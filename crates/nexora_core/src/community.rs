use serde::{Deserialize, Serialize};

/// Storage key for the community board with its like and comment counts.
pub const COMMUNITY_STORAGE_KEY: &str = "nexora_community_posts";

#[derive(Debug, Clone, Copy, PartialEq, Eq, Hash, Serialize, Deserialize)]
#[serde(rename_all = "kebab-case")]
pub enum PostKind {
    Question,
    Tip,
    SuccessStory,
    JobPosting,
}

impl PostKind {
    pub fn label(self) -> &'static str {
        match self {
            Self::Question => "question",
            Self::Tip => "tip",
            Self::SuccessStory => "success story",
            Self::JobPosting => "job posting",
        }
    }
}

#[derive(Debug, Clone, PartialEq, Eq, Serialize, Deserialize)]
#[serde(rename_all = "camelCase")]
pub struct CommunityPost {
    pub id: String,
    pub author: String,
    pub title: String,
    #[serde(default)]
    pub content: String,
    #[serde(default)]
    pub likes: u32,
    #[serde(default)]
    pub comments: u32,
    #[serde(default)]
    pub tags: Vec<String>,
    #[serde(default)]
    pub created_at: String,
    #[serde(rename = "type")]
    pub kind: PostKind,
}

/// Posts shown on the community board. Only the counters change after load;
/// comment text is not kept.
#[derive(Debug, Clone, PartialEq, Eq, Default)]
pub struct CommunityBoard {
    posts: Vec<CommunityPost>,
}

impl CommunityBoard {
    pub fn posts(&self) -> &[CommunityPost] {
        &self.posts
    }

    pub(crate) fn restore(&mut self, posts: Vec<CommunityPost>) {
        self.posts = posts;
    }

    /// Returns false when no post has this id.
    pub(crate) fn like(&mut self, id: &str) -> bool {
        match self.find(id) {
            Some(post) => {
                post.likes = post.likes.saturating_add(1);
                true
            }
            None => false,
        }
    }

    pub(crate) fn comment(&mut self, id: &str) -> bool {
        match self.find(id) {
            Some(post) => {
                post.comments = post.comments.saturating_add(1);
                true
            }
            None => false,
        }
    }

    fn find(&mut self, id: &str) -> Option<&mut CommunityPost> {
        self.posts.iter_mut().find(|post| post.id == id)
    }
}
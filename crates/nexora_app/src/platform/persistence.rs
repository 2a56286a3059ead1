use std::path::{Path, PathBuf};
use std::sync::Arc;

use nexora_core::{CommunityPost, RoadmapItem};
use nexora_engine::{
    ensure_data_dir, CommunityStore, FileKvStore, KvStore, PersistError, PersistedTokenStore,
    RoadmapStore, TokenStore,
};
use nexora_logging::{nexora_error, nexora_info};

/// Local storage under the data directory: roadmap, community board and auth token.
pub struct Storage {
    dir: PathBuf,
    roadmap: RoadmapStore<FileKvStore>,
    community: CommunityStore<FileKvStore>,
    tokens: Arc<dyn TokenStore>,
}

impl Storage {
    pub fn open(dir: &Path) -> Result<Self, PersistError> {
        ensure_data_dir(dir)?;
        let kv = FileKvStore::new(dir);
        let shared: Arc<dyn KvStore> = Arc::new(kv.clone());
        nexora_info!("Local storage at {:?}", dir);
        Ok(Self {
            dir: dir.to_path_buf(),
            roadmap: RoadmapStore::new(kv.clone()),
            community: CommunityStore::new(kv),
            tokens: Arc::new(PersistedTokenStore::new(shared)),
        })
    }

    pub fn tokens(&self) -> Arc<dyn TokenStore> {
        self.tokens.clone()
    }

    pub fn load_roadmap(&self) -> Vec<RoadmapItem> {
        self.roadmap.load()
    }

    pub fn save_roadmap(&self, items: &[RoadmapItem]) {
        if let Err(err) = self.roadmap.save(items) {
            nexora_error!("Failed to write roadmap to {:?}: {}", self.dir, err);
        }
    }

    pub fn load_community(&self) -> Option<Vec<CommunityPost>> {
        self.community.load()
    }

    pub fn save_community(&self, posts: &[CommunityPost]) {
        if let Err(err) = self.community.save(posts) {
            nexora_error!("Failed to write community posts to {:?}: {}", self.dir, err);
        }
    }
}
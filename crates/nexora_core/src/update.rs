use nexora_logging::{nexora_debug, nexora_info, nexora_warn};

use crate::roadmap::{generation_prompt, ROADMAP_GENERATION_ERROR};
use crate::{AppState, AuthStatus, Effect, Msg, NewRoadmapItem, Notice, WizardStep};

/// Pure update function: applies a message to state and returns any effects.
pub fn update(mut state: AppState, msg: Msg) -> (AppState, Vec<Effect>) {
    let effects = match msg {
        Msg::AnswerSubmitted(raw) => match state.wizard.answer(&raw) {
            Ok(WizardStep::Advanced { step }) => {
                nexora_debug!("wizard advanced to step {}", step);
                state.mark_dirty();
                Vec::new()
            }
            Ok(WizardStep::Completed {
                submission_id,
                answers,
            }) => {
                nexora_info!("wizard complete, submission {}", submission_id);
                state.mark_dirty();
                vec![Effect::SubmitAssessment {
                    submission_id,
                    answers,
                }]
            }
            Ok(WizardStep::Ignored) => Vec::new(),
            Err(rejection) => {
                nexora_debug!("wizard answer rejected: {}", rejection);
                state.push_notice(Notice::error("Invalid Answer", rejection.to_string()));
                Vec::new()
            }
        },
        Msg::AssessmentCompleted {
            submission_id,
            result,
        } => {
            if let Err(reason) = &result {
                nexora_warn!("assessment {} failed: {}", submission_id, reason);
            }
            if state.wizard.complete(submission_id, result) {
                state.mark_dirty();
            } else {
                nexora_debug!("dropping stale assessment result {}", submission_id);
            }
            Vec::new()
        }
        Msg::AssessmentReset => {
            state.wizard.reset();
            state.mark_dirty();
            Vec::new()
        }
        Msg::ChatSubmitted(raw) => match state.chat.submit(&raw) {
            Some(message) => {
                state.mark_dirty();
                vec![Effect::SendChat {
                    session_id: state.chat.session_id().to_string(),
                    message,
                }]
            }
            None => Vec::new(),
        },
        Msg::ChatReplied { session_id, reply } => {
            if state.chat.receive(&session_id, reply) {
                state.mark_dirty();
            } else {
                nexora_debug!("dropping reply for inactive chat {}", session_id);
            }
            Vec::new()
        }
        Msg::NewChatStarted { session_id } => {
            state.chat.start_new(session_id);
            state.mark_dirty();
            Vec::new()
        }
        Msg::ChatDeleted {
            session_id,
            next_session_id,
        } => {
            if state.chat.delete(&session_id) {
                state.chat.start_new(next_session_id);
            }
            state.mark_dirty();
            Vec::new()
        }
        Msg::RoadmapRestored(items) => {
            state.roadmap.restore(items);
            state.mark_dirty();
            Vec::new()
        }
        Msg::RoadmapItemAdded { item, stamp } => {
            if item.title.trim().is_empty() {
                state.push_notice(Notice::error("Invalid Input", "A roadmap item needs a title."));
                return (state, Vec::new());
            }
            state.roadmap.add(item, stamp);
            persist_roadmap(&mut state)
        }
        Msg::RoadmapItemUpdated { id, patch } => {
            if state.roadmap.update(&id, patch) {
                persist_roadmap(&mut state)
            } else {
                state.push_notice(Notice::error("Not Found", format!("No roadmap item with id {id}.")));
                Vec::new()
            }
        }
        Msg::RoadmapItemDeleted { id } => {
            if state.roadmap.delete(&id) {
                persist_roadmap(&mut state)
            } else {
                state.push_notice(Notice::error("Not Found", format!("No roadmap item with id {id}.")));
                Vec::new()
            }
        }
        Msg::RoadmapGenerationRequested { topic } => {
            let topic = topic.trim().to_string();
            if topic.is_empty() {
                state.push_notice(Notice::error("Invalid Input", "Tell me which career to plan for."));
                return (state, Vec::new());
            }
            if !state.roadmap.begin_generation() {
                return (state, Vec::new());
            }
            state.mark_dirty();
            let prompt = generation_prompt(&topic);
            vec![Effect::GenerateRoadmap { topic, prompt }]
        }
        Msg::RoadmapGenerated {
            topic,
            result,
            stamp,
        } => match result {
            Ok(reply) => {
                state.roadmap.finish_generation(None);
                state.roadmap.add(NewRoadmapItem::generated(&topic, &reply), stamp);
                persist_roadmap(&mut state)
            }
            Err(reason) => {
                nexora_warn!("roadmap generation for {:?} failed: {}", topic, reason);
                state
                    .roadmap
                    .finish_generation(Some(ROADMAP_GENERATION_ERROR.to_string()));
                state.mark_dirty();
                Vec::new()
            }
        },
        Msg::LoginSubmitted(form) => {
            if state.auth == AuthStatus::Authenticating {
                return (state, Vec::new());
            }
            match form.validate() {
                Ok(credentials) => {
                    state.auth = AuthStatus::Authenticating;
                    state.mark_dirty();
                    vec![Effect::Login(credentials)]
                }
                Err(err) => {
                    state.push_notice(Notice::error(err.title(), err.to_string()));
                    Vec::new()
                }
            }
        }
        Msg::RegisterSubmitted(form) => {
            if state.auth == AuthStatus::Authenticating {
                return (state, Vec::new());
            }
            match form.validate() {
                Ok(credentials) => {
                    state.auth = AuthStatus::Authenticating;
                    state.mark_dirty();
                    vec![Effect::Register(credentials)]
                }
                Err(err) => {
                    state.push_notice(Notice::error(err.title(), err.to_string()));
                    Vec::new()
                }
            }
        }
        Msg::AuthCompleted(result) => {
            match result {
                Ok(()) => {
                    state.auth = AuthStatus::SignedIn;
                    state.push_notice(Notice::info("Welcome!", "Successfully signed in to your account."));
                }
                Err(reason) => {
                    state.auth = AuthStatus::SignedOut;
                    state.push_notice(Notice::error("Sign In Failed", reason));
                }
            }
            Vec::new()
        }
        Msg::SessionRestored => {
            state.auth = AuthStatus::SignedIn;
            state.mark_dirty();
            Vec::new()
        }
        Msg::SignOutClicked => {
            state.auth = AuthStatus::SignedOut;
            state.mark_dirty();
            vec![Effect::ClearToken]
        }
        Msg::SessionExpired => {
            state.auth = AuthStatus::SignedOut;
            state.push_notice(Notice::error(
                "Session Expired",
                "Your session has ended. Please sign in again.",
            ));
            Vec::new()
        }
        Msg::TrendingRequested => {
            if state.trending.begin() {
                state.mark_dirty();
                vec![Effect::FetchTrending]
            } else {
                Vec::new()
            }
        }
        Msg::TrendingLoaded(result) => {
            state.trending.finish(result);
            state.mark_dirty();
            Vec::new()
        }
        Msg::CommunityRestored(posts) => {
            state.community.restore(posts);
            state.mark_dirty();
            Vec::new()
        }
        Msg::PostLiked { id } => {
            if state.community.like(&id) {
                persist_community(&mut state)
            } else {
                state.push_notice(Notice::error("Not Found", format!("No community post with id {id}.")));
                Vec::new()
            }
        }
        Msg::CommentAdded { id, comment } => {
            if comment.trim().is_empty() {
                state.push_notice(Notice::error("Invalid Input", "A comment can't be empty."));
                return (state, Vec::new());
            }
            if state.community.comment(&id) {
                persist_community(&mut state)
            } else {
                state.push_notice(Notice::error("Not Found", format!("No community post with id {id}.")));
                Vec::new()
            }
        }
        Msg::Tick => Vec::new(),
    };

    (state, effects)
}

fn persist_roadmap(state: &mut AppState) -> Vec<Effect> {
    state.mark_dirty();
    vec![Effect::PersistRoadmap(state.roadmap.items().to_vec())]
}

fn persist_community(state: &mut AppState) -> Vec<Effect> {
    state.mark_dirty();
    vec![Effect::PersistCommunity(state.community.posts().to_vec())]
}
++++++
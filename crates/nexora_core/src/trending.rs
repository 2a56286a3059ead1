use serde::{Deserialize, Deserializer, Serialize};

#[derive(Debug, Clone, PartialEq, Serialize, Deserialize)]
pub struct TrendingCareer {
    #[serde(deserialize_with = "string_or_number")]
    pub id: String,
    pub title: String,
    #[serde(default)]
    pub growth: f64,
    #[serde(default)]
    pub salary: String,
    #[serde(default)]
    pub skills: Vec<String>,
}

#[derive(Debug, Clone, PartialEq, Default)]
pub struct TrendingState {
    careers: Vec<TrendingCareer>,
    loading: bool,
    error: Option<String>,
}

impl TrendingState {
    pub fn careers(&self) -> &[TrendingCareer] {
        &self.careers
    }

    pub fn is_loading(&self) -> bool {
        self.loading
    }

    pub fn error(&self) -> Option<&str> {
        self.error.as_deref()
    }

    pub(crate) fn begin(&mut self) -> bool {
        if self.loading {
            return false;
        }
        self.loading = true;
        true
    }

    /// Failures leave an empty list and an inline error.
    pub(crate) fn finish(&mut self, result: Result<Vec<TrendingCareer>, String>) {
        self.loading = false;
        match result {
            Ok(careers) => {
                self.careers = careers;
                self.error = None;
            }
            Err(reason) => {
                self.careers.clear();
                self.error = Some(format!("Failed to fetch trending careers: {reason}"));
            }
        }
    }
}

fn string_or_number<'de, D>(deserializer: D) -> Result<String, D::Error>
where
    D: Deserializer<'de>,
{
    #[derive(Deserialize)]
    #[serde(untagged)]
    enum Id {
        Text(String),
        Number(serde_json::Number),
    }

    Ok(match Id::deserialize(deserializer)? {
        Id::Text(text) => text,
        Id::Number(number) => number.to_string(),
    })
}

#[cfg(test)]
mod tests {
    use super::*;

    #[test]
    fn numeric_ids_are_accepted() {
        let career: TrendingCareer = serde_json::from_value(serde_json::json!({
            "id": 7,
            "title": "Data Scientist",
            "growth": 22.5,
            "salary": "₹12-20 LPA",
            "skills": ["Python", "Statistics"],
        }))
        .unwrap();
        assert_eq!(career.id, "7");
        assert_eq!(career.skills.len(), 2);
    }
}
++++++
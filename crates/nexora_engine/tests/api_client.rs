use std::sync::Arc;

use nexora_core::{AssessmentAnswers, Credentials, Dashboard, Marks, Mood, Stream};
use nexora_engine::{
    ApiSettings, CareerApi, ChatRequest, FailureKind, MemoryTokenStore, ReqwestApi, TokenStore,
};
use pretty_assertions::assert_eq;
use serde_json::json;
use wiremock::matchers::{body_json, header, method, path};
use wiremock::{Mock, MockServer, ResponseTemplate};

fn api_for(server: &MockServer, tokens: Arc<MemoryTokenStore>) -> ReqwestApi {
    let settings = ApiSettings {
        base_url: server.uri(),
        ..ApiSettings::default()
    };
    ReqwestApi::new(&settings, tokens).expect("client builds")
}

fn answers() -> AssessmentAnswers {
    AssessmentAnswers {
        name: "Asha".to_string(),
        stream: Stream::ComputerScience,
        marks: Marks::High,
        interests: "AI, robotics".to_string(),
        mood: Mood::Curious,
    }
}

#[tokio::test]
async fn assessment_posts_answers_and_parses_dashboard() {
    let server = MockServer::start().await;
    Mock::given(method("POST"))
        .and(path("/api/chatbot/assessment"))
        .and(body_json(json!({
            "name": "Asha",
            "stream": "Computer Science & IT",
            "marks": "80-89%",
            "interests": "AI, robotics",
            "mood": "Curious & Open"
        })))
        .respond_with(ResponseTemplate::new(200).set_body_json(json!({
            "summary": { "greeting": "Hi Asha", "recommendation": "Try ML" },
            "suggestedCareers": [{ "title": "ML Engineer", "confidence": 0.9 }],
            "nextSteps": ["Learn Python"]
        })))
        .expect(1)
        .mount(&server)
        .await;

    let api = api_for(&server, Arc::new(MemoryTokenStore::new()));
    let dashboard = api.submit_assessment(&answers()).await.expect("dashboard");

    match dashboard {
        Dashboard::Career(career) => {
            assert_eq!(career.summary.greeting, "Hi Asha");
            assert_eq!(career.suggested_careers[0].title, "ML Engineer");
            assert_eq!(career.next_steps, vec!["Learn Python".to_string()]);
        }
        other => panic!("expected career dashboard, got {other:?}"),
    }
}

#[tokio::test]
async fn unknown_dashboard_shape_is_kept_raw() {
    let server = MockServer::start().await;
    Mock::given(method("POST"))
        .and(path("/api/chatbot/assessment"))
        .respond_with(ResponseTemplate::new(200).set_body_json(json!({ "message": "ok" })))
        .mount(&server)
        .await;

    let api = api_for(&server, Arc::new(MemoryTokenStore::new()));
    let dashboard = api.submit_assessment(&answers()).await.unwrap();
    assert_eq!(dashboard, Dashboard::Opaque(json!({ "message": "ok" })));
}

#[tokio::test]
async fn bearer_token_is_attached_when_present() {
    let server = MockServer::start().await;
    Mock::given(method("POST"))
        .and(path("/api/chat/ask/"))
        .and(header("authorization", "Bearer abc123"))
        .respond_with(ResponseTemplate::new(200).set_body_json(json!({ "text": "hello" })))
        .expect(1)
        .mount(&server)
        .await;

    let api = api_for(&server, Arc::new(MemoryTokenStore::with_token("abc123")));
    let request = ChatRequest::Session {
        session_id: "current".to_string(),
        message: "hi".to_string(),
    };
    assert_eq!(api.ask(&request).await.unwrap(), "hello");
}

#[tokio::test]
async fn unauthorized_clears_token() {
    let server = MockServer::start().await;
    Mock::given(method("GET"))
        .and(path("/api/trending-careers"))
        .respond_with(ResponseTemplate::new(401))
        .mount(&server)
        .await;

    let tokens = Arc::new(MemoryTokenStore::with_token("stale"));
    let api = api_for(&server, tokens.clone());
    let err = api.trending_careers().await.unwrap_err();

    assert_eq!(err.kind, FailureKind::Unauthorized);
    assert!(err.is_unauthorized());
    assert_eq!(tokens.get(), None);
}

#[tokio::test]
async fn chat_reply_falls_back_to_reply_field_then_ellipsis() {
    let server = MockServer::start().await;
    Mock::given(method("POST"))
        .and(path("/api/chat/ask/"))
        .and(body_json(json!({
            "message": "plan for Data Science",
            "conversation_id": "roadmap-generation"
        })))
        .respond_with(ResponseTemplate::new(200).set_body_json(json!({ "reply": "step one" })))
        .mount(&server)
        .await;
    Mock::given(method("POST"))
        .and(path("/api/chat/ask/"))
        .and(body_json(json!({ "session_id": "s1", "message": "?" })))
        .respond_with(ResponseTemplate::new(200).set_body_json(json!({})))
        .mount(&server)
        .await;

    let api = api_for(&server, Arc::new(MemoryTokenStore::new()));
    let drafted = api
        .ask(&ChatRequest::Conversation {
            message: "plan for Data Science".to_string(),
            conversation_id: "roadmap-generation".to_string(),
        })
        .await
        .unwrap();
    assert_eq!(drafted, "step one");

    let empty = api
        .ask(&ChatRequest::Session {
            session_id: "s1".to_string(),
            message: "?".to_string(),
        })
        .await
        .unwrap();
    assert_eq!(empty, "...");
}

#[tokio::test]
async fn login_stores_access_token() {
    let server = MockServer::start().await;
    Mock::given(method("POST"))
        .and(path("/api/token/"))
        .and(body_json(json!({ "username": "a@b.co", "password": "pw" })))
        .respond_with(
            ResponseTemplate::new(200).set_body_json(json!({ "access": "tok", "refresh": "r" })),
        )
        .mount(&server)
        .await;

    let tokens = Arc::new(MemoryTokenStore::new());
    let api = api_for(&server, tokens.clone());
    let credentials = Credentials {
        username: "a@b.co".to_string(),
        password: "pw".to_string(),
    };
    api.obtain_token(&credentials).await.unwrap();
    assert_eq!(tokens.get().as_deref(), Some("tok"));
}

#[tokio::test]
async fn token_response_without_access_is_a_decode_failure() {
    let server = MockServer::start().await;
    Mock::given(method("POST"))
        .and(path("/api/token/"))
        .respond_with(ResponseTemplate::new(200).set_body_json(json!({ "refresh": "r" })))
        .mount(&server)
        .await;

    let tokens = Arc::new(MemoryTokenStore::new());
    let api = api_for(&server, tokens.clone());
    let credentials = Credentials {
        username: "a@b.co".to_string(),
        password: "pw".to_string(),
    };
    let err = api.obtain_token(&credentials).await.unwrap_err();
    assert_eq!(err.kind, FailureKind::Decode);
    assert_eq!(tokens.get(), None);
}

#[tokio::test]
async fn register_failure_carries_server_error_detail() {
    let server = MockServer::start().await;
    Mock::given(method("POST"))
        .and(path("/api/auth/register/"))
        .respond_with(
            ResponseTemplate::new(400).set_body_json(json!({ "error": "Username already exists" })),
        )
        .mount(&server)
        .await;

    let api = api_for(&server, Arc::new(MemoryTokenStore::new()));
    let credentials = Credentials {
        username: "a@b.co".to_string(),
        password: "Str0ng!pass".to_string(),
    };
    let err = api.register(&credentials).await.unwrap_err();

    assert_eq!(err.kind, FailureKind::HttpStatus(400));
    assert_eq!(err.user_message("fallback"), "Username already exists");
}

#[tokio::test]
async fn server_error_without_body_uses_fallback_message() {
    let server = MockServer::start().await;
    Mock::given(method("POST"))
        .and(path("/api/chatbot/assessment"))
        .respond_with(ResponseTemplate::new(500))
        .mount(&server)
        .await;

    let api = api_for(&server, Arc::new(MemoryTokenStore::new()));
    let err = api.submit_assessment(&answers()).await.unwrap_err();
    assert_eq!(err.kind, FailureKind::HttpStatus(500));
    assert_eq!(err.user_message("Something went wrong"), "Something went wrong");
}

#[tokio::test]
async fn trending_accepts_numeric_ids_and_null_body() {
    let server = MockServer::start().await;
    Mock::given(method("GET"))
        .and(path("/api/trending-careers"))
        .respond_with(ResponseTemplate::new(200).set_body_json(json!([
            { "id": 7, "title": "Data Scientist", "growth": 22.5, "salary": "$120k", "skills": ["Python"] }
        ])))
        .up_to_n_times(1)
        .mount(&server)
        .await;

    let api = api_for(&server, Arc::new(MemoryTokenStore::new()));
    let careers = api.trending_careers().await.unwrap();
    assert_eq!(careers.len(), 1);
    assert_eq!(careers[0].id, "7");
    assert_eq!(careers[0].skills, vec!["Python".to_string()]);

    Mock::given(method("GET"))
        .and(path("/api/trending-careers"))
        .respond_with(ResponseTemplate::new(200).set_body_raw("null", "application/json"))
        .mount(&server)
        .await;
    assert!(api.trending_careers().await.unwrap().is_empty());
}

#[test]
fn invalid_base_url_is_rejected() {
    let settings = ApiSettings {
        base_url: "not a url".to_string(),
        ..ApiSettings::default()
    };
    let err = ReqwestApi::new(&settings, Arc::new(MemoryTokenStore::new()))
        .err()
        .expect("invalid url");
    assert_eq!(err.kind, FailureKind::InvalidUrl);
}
++++++
**EXERCISE PROMPT**: Only the lines holding the word "plan" belong in the answer; copy them from the listing above.

**SOLUTION TO THE EXERCISE**:
                state.push_notice(Notice::error("Invalid Input", "Tell me which career to plan for."));
            "message": "plan for Data Science",
            message: "plan for Data Science".to_string(),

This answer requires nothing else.